Aligning artificial intelligence with climate change mitigation

Lynn Kaack, Priya Donti, Emma Strubell, George Kamiya, Felix Creutzig, David Rolnick

June 2022

Published in: Nature Climate Change

Artificial intelligence and machine learning (ML) is a growing technology that has the potential to both mitigate and exacerbate climate change. It plays a role in data mining and remote sensing, accelerated experimentation, simulations and forecasting, system optimization and control, and predictive maintenance, among other applications. The authors present a framework for categorizing and understanding the varying impacts of ML on global greenhouse gas (GHG) emissions. Their framework traces (1) computing-related GHG emissions, (2) the immediate GHG emissions of ML applications, and (3) structural or system-level GHG effects of ML applications.

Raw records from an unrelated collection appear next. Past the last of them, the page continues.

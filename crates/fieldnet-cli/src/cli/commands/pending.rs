//! `fieldnet pending` – list unsynced writes.

use anyhow::Result;
use fieldnet_core::store::OfflineStore;

pub async fn run_pending(store: &OfflineStore) -> Result<()> {
    let ops = store.pending_operations().await?;
    if ops.is_empty() {
        println!("No queued writes.");
        return Ok(());
    }
    println!("{:<27} {:<7} {:<8} {}", "ID", "KIND", "BYTES", "ENDPOINT");
    for op in ops {
        let size = op
            .body
            .as_ref()
            .map(|b| b.len().to_string())
            .unwrap_or_else(|| "-".to_string());
        println!(
            "{:<27} {:<7} {:<8} {}",
            op.id,
            op.kind.as_str(),
            size,
            op.endpoint
        );
    }
    Ok(())
}
//! Retry loop: run an async operation until success or the policy says stop.

use std::future::Future;

use tokio_util::sync::CancellationToken;

use super::policy::{RetryDecision, RetryPolicy};
use crate::error::{Classify, ErrorKind, ErrorRecord, Failure};

enum Outcome<T> {
    Done(T),
    Cancelled,
}

/// Runs `op` until it succeeds or the retry policy says to stop.
/// On retryable failure, sleeps for the jittered backoff then tries again.
/// The final failure is surfaced as its classified [`ErrorRecord`].
pub async fn execute<T, E, F, Fut>(policy: &RetryPolicy, op: F) -> Result<T, ErrorRecord>
where
    F: FnMut() -> Fut,
    Fut: Future<Output = Result<T, E>>,
    E: Classify,
{
    match run(policy, None, op).await? {
        Outcome::Done(value) => Ok(value),
        // No token was supplied, so the loop cannot observe a cancellation.
        Outcome::Cancelled => Err(ErrorRecord::new(ErrorKind::Unknown, "retry loop cancelled")),
    }
}

/// Like [`execute`], but stops early once `token` is cancelled.
/// Returns `Ok(None)` when cancelled before an attempt succeeded.
pub async fn execute_cancellable<T, E, F, Fut>(
    policy: &RetryPolicy,
    token: &CancellationToken,
    op: F,
) -> Result<Option<T>, ErrorRecord>
where
    F: FnMut() -> Fut,
    Fut: Future<Output = Result<T, E>>,
    E: Classify,
{
    match run(policy, Some(token), op).await? {
        Outcome::Done(value) => Ok(Some(value)),
        Outcome::Cancelled => Ok(None),
    }
}

async fn run<T, E, F, Fut>(
    policy: &RetryPolicy,
    token: Option<&CancellationToken>,
    mut op: F,
) -> Result<Outcome<T>, ErrorRecord>
where
    F: FnMut() -> Fut,
    Fut: Future<Output = Result<T, E>>,
    E: Classify,
{
    let mut attempt = 0u32;
    loop {
        if token.is_some_and(|t| t.is_cancelled()) {
            tracing::debug!(attempt, "retry loop cancelled before attempt");
            return Ok(Outcome::Cancelled);
        }
        attempt += 1;

        let result = match policy.per_attempt_timeout {
            Some(limit) => match tokio::time::timeout(limit, op()).await {
                Ok(r) => r.map_err(|e| e.classify()),
                Err(_) => Err(Failure::AttemptTimedOut(limit).classify()),
            },
            None => op().await.map_err(|e| e.classify()),
        };

        let record = match result {
            Ok(value) => {
                if attempt > 1 {
                    tracing::info!(attempts = attempt, "operation succeeded after retry");
                }
                return Ok(Outcome::Done(value));
            }
            Err(record) => record,
        };

        match policy.decide(attempt, &record) {
            RetryDecision::NoRetry => {
                tracing::debug!(
                    attempts = attempt,
                    kind = %record.kind(),
                    retryable = record.is_retryable(),
                    "giving up: {}",
                    record.message()
                );
                return Err(record);
            }
            RetryDecision::RetryAfter(delay) => {
                tracing::warn!(
                    attempt,
                    max_attempts = policy.effective_max_attempts(),
                    kind = %record.kind(),
                    delay_ms = delay.as_millis() as u64,
                    "attempt failed, retrying: {}",
                    record.message()
                );
                match token {
                    Some(token) => {
                        tokio::select! {
                            _ = tokio::time::sleep(delay) => {}
                            _ = token.cancelled() => {
                                tracing::debug!(attempt, "retry loop cancelled during backoff");
                                return Ok(Outcome::Cancelled);
                            }
                        }
                    }
                    None => tokio::time::sleep(delay).await,
                }
            }
        }
    }
}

The authors explain that in order to measure the computing-related GHG impacts of an ML model one must examine the full life-cycle of the model itself. An ML model passes through the following life-cycle stages: model training, model development and tuning, and model inference. Model training is when the model “learns” the underlying function that governs how it works. Model development and tuning is when the researcher trains different variants of the model on varying datasets in order to refine the model. Lastly, model inference is when the model is actually deployed in the world. These three stages of an ML model’s life-cycle require varying degrees of energy consumption, and therefore GHG emissions. To accurately assess the GHG emissions associated with ML, one must also account for the embodied carbon emissions of the IT infrastructure that ML models rely upon. The embodied carbon includes emissions associated with material extraction, transportation, and the end-of-life phase of equipment.


The immediate GHG impacts of an ML model are defined as those impacts that are associated with the short-term outcomes of ML applications. Some examples of short-term outcomes of ML applications include data mining and remote sensing, tracking deforestation, evaluating coastal flooding risks, designing next generation batteries and materials, forecasting renewable power production, improving the operational efficiency of complex systems, and advancing climate simulations and modeling. While these are all positive uses of ML, negative examples exist as well.

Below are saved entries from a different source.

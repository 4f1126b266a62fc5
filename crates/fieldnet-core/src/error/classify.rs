//! Classify HTTP statuses, transport errors and deadlines into error records.

use std::time::Duration;

use super::kind::ErrorKind;
use super::record::ErrorRecord;
use crate::transport::TransportError;

/// Who operates the endpoint. Throttling and 5xx from our own backend are
/// server errors; the same codes from a third-party API are `Api` errors.
#[derive(Debug, Clone, Copy, PartialEq, Eq)]
pub enum Origin {
    FirstParty,
    ThirdParty,
}

/// Raw failure as produced by one request attempt, before classification.
#[derive(Debug, Clone)]
pub enum Failure {
    /// The server answered with a non-2xx status.
    Status {
        code: u16,
        body: Vec<u8>,
        origin: Origin,
    },
    /// The transport failed before a status was available.
    Transport(TransportError),
    /// The per-attempt deadline elapsed.
    AttemptTimedOut(Duration),
    /// The device reported no connectivity when the attempt failed.
    NoConnectivity,
    /// The request could not be constructed.
    InvalidRequest(String),
}

/// Anything the retry engine can turn into an [`ErrorRecord`].
pub trait Classify {
    fn classify(&self) -> ErrorRecord;
}

impl Classify for Failure {
    fn classify(&self) -> ErrorRecord {
        classify(self)
    }
}

impl Classify for ErrorRecord {
    fn classify(&self) -> ErrorRecord {
        self.clone()
    }
}

/// Map an HTTP status code to an error kind.
pub fn classify_http_status(code: u16, origin: Origin) -> ErrorKind {
    match code {
        401 => ErrorKind::Authentication,
        403 => ErrorKind::Permission,
        400 | 422 => ErrorKind::Validation,
        408 => ErrorKind::Timeout,
        429 | 500 | 502 | 503 | 504 => match origin {
            Origin::FirstParty => ErrorKind::ServerError,
            Origin::ThirdParty => ErrorKind::Api,
        },
        500..=599 => ErrorKind::ServerError,
        400..=499 => ErrorKind::Api,
        _ => ErrorKind::Unknown,
    }
}

/// Map a transport error to an error kind.
pub fn classify_transport_error(e: &TransportError) -> ErrorKind {
    match e {
        TransportError::Timeout(_) => ErrorKind::Timeout,
        TransportError::Dns(_) | TransportError::Connect(_) => ErrorKind::Network,
        TransportError::ConnectionLost(_) => ErrorKind::ServerError,
        TransportError::InvalidRequest(_) => ErrorKind::Configuration,
        TransportError::Other(_) => ErrorKind::Unknown,
    }
}

/// Classify a failure. Total: anything unmapped becomes `Unknown`.
pub fn classify(failure: &Failure) -> ErrorRecord {
    match failure {
        Failure::Status { code, body, origin } => {
            let kind = classify_http_status(*code, *origin);
            ErrorRecord::with_status(kind, *code, status_message(*code, body))
        }
        Failure::Transport(e) => ErrorRecord::new(classify_transport_error(e), e.to_string()),
        Failure::AttemptTimedOut(d) => ErrorRecord::new(
            ErrorKind::Timeout,
            format!("attempt timed out after {} ms", d.as_millis()),
        ),
        Failure::NoConnectivity => ErrorRecord::no_internet(),
        Failure::InvalidRequest(msg) => ErrorRecord::new(ErrorKind::Configuration, msg.clone()),
    }
}

const MAX_BODY_SNIPPET: usize = 200;

/// Prefer a `message`/`error`/`detail` string from a JSON body, else a
/// truncated text snippet, else just the status line.
fn status_message(code: u16, body: &[u8]) -> String {
    if let Ok(value) = serde_json::from_slice::<serde_json::Value>(body) {
        for field in ["message", "error", "detail"] {
            if let Some(s) = value.get(field).and_then(|v| v.as_str()) {
                return format!("HTTP {code}: {s}");
            }
        }
    }
    let text = String::from_utf8_lossy(body);
    let text = text.trim();
    if text.is_empty() {
        return format!("HTTP {code}");
    }
    let snippet: String = text.chars().take(MAX_BODY_SNIPPET).collect();
    format!("HTTP {code}: {snippet}")
}

#[cfg(test)]
mod tests {
    use super::*;

    fn status(code: u16, origin: Origin) -> ErrorRecord {
        classify(&Failure::Status {
            code,
            body: Vec::new(),
            origin,
        })
    }

    #[test]
    fn auth_and_permission_codes() {
        assert_eq!(
            classify_http_status(401, Origin::FirstParty),
            ErrorKind::Authentication
        );
        assert_eq!(
            classify_http_status(403, Origin::ThirdParty),
            ErrorKind::Permission
        );
    }

    #[test]
    fn validation_codes_not_retryable() {
        for code in [400, 422] {
            let rec = status(code, Origin::FirstParty);
            assert_eq!(rec.kind(), ErrorKind::Validation);
            assert!(!rec.is_retryable());
        }
    }

    #[test]
    fn throttle_and_5xx_depend_on_origin_but_always_retry() {
        for code in [429, 500, 502, 503, 504] {
            let own = status(code, Origin::FirstParty);
            assert_eq!(own.kind(), ErrorKind::ServerError);
            assert!(own.is_retryable(), "first-party {code}");

            let third = status(code, Origin::ThirdParty);
            assert_eq!(third.kind(), ErrorKind::Api);
            assert!(third.is_retryable(), "third-party {code}");
        }
    }

    #[test]
    fn other_4xx_is_api_and_final() {
        let rec = status(404, Origin::ThirdParty);
        assert_eq!(rec.kind(), ErrorKind::Api);
        assert!(!rec.is_retryable());
        assert_eq!(rec.status_code(), Some(404));
    }

    #[test]
    fn odd_statuses_fall_back() {
        assert_eq!(classify_http_status(507, Origin::ThirdParty), ErrorKind::ServerError);
        assert_eq!(classify_http_status(302, Origin::FirstParty), ErrorKind::Unknown);
        assert!(!status(302, Origin::FirstParty).is_retryable());
    }

    #[test]
    fn transport_errors() {
        let dns = classify(&Failure::Transport(TransportError::Dns("no host".into())));
        assert_eq!(dns.kind(), ErrorKind::Network);
        assert!(dns.is_retryable());

        let timeout = classify(&Failure::Transport(TransportError::Timeout("read".into())));
        assert_eq!(timeout.kind(), ErrorKind::Timeout);

        let dropped = classify(&Failure::Transport(TransportError::ConnectionLost(
            "reset".into(),
        )));
        assert_eq!(dropped.kind(), ErrorKind::ServerError);

        let other = classify(&Failure::Transport(TransportError::Other("tls".into())));
        assert_eq!(other.kind(), ErrorKind::Unknown);
        assert!(!other.is_retryable());
    }

    #[test]
    fn deadline_and_offline() {
        let rec = classify(&Failure::AttemptTimedOut(Duration::from_millis(1500)));
        assert_eq!(rec.kind(), ErrorKind::Timeout);
        assert!(rec.message().contains("1500"));
        assert_eq!(classify(&Failure::NoConnectivity).kind(), ErrorKind::NoInternet);
    }

    #[test]
    fn json_message_is_extracted() {
        let rec = classify(&Failure::Status {
            code: 422,
            body: br#"{"message":"crop name required"}"#.to_vec(),
            origin: Origin::FirstParty,
        });
        assert_eq!(rec.message(), "HTTP 422: crop name required");
    }

    #[test]
    fn long_text_body_is_truncated() {
        let rec = classify(&Failure::Status {
            code: 500,
            body: vec![b'x'; 1000],
            origin: Origin::FirstParty,
        });
        assert!(rec.message().len() < 300);
    }
}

ML applications can have system-level impacts that reach beyond their more immediate impacts. These impacts can have profound implications for the climate and global GHG emissions. The authors highlight several ways that system-level impacts manifest. One way is through rebound effects, whereby increased efficiency leads to greater consumption. ML models can also produce ‘lock-in’ effects, which enable inferior technologies to maintain their market dominance and stymie innovation. The last pathway cited is behavioral changes and changes to consumer patterns due to ML-enhanced advertising and marketing. These are all examples of system-level impacts.


The authors conclude their work by outlining several ways that the climate impacts and GHG emissions associated with ML could be better understood and explored. They highlight the need for well-developed metrics and reporting standards regarding the GHG emissions that result from ML model development, training and fine-tuning, and deployment/inference. Some key metrics might include model type and size, training requirements for model development and the type of pre-trained model used, the type and location of the computing infrastructure that’s used, and the frequency of training/retraining/fine-tuning and inference.

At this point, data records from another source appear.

//! Request dispatch: connectivity-aware reads and writes over a [`Transport`].
//!
//! Reads fall back to the offline cache, writes fall back to the offline
//! queue, and the sync runner replays the queue once the device is back online.

mod read;
mod sync;
mod write;

use std::collections::BTreeMap;
use std::sync::Arc;

use anyhow::{Context, Result};
use url::Url;

use crate::error::{Classify, ErrorRecord, Failure, Origin};
use crate::retry::{self, RetryPolicy, RetryPresets};
use crate::store::{CacheStatistics, OfflineStore};
use crate::transport::{Method, Request, Transport};

pub use sync::{spawn_sync_on_reconnect, SyncReport};
pub use write::{WriteOptions, WriteOutcome};

/// Entry point for every request the application makes.
pub struct Dispatcher {
    transport: Arc<dyn Transport>,
    store: OfflineStore,
    base_url: Url,
    first_party_hosts: Vec<String>,
    presets: RetryPresets,
    /// Serializes sync passes.
    sync_guard: tokio::sync::Mutex<()>,
}

impl Dispatcher {
    /// `base_url` is the first-party backend root; relative endpoints are joined onto it.
    pub fn new(transport: Arc<dyn Transport>, store: OfflineStore, base_url: &str) -> Result<Self> {
        let base_url = Url::parse(base_url).with_context(|| format!("invalid base url: {base_url}"))?;
        Ok(Self {
            transport,
            store,
            base_url,
            first_party_hosts: Vec::new(),
            presets: RetryPresets::default(),
            sync_guard: tokio::sync::Mutex::new(()),
        })
    }

    pub fn with_presets(mut self, presets: RetryPresets) -> Self {
        self.presets = presets;
        self
    }

    /// Additional hosts (besides the base url's) operated by us.
    pub fn with_first_party_hosts<I, S>(mut self, hosts: I) -> Self
    where
        I: IntoIterator<Item = S>,
        S: Into<String>,
    {
        self.first_party_hosts = hosts
            .into_iter()
            .map(|h| h.into().to_ascii_lowercase())
            .collect();
        self
    }

    pub fn store(&self) -> &OfflineStore {
        &self.store
    }

    pub fn presets(&self) -> &RetryPresets {
        &self.presets
    }

    pub fn is_online(&self) -> bool {
        self.store.is_online()
    }

    pub fn is_offline(&self) -> bool {
        self.store.is_offline()
    }

    pub async fn cache_statistics(&self) -> Result<CacheStatistics> {
        self.store.statistics().await
    }

    /// Absolute URL for `endpoint` and whether it points at our own backend.
    pub fn resolve(&self, endpoint: &str) -> Result<(Url, Origin), ErrorRecord> {
        let url = self.base_url.join(endpoint).map_err(|e| {
            Failure::InvalidRequest(format!("cannot resolve endpoint {endpoint:?}: {e}")).classify()
        })?;
        let origin = self.origin_of(&url);
        Ok((url, origin))
    }

    fn origin_of(&self, url: &Url) -> Origin {
        let host = match url.host_str() {
            Some(h) => h.to_ascii_lowercase(),
            None => return Origin::ThirdParty,
        };
        let own = self
            .base_url
            .host_str()
            .is_some_and(|base| base.eq_ignore_ascii_case(&host));
        if own || self.first_party_hosts.iter().any(|h| *h == host) {
            Origin::FirstParty
        } else {
            Origin::ThirdParty
        }
    }

    /// Send one request under `policy`. Success is a 2xx body.
    pub(crate) async fn send_with_retry(
        &self,
        policy: &RetryPolicy,
        method: Method,
        endpoint: &str,
        body: Option<&[u8]>,
        headers: &BTreeMap<String, String>,
    ) -> Result<Vec<u8>, ErrorRecord> {
        let (url, origin) = self.resolve(endpoint)?;
        let request = Request {
            method,
            url: url.to_string(),
            headers: headers.clone(),
            body: body.map(<[u8]>::to_vec),
        };
        tracing::debug!(%method, url = %request.url, "dispatching request");

        retry::execute(policy, || {
            let request = request.clone();
            async move { self.attempt(request, origin).await }
        })
        .await
    }

    async fn attempt(&self, request: Request, origin: Origin) -> Result<Vec<u8>, Failure> {
        match self.transport.send(request).await {
            Ok(response) if response.is_success() => Ok(response.body),
            Ok(response) => Err(Failure::Status {
                code: response.status,
                body: response.body,
                origin,
            }),
            Err(e) if self.store.is_offline() => {
                tracing::debug!(error = %e, "transport failed while offline");
                Err(Failure::NoConnectivity)
            }
            Err(e) => Err(Failure::Transport(e)),
        }
    }
}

The researchers also call for benchmarking frameworks that help measure and evaluate training and inference efficiency. They acknowledge the need for more data collection, novel measurement methodologies, and new approaches for developing forecasts and scenarios. They argue for interoperability standards to prevent technological ‘lock-in’ and for best-practices that would indicate when certain ML models should be used over others for the sake of reducing GHG emissions. Many of these ideas must contend with the feasibility of data collection and reporting by actors with varying capacities.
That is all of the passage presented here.